In a speech on the occasion of the International Day of Charity on September 5, Minister of Social Solidarity Nivine el-Kabbag summed up the partnership between the state and NGOs by saying: “Egyptian civil society has gone from assistance to individuals and households to institutions that plan and work in cooperation with state agencies.

However, Issam Adwi, a development expert and former adviser to the Ministry of Social Solidarity, told Al-Monitor: “Civil charity work cannot substitute for social protection policies, but it could support [these policies] in a transitional period. Charitable work is still necessary to cover cases of great poverty, but it will end after the implementation of development programs that are not limited to the distribution of food and medicine.

He added: “Most of the time, charities and the state have the same objectives, namely to fight poverty and unemployment and to improve the education and health sectors. But these goals can only achieve social justice if there is a parallel plan to address the root of the problems instead of just fighting the symptoms.

Adwi said, “There is still a need for an appropriate environment that gives charities a degree of independence in decision-making,” explaining that “after the new NGO law [was enacted in 2019]the associations had to change a few internal things like the appointment of the boards of directors and the election of the boards of directors.
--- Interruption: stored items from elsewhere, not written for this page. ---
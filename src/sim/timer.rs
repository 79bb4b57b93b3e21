//! Deferred and repeating timers on the frame clock
//!
//! Timers are plain data: the owner advances the clock and pops due events
//! one at a time, so handling an event can cancel or schedule other timers
//! before the next one is popped. The clock is `f64` so long sessions keep
//! millisecond resolution.

/// Handle to a scheduled timer
#[derive(Debug, Clone, Copy, PartialEq, Eq, Hash)]
pub struct TimerHandle(u64);

#[derive(Debug, Clone)]
struct Timer<E> {
    handle: TimerHandle,
    due: f64,
    interval: Option<f64>,
    event: E,
}

/// Single-threaded timer queue
#[derive(Debug, Clone)]
pub struct Scheduler<E> {
    now: f64,
    /// Due time of the most recently popped timer
    last_due: f64,
    next_id: u64,
    timers: Vec<Timer<E>>,
}

impl<E> Default for Scheduler<E> {
    fn default() -> Self {
        Self {
            now: 0.0,
            last_due: 0.0,
            next_id: 1,
            timers: Vec::new(),
        }
    }
}

impl<E: Clone> Scheduler<E> {
    pub fn new() -> Self {
        Self::default()
    }

    /// Current clock time in seconds
    pub fn now(&self) -> f64 {
        self.now
    }

    /// Seconds the last popped timer fired after its due time
    pub fn lateness(&self) -> f32 {
        (self.now - self.last_due).max(0.0) as f32
    }

    /// Fire `event` once, `delay` seconds from now
    pub fn after(&mut self, delay: f32, event: E) -> TimerHandle {
        self.schedule(delay, None, event)
    }

    /// Fire `event` after `delay`, then every `interval` seconds until cancelled
    pub fn every(&mut self, delay: f32, interval: f32, event: E) -> TimerHandle {
        self.schedule(delay, Some(f64::from(interval.max(f32::EPSILON))), event)
    }

    fn schedule(&mut self, delay: f32, interval: Option<f64>, event: E) -> TimerHandle {
        let handle = TimerHandle(self.next_id);
        self.next_id += 1;
        self.timers.push(Timer {
            handle,
            due: self.now + f64::from(delay.max(0.0)),
            interval,
            event,
        });
        handle
    }

    /// Retract a pending timer. Returns false if it already fired or was cancelled.
    pub fn cancel(&mut self, handle: TimerHandle) -> bool {
        let before = self.timers.len();
        self.timers.retain(|t| t.handle != handle);
        self.timers.len() != before
    }

    pub fn cancel_all(&mut self) {
        self.timers.clear();
    }

    pub fn is_pending(&self, handle: TimerHandle) -> bool {
        self.timers.iter().any(|t| t.handle == handle)
    }

    pub fn pending_count(&self) -> usize {
        self.timers.len()
    }

    /// Move the clock forward
    pub fn advance(&mut self, dt: f32) {
        self.now += f64::from(dt.max(0.0));
    }

    /// Pop the earliest due timer (ties in scheduling order). Repeating
    /// timers are re-armed one interval later.
    pub fn pop_due(&mut self) -> Option<(TimerHandle, E)> {
        let idx = self
            .timers
            .iter()
            .enumerate()
            .filter(|(_, t)| t.due <= self.now)
            .min_by(|(_, a), (_, b)| {
                a.due
                    .partial_cmp(&b.due)
                    .unwrap_or(std::cmp::Ordering::Equal)
                    .then(a.handle.0.cmp(&b.handle.0))
            })
            .map(|(i, _)| i)?;

        let timer = &self.timers[idx];
        let fired = (timer.handle, timer.event.clone());
        self.last_due = timer.due;
        let interval = timer.interval;
        match interval {
            Some(interval) => self.timers[idx].due += interval,
            None => {
                self.timers.remove(idx);
            }
        }
        Some(fired)
    }
}
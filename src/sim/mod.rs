//! Deterministic gameplay module
//!
//! All gameplay rules live here. Nothing in this module touches the engine:
//! - Physics, rendering and input are reached through host traits
//! - Timers run on the frame clock handed in by the host
//! - Prop placement uses a seeded RNG

pub mod movement;
pub mod progression;
pub mod props;
pub mod session;
pub mod stickiness;
pub mod timer;

pub use movement::{CameraPose, MotionHysteresis, MoveAxes, OrbitCamera, movement_force};
pub use progression::{
    CountdownDisplay, CountdownStep, GamePhase, LevelDef, PlayerRank, RankThresholds, RunState,
    StageOutcome, StageProgression,
};
pub use props::{PropField, PropInstance, PropSpawn};
pub use session::{
    Attachment, Contact, FrameInput, GameEvent, GameSession, HostHooks, PhysicsBody,
};
pub use stickiness::{PropTag, RollSound, RollSounds, Stickiness, StickyBall, StickyStage};
pub use timer::{Scheduler, TimerHandle};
“These structural changes must however be an internal decision and not dictated by the government, which must create a good climate for civil work without seeking to create and manage charities,” he said.

Civilian charity work may have gone a long way in supporting thousands of poor families in villages and hamlets across Egypt, but these efforts still need a broader reach which the government is now trying to expand through initiatives Presidential Development Campaigns, whose success also depends on continued financial flow from donations.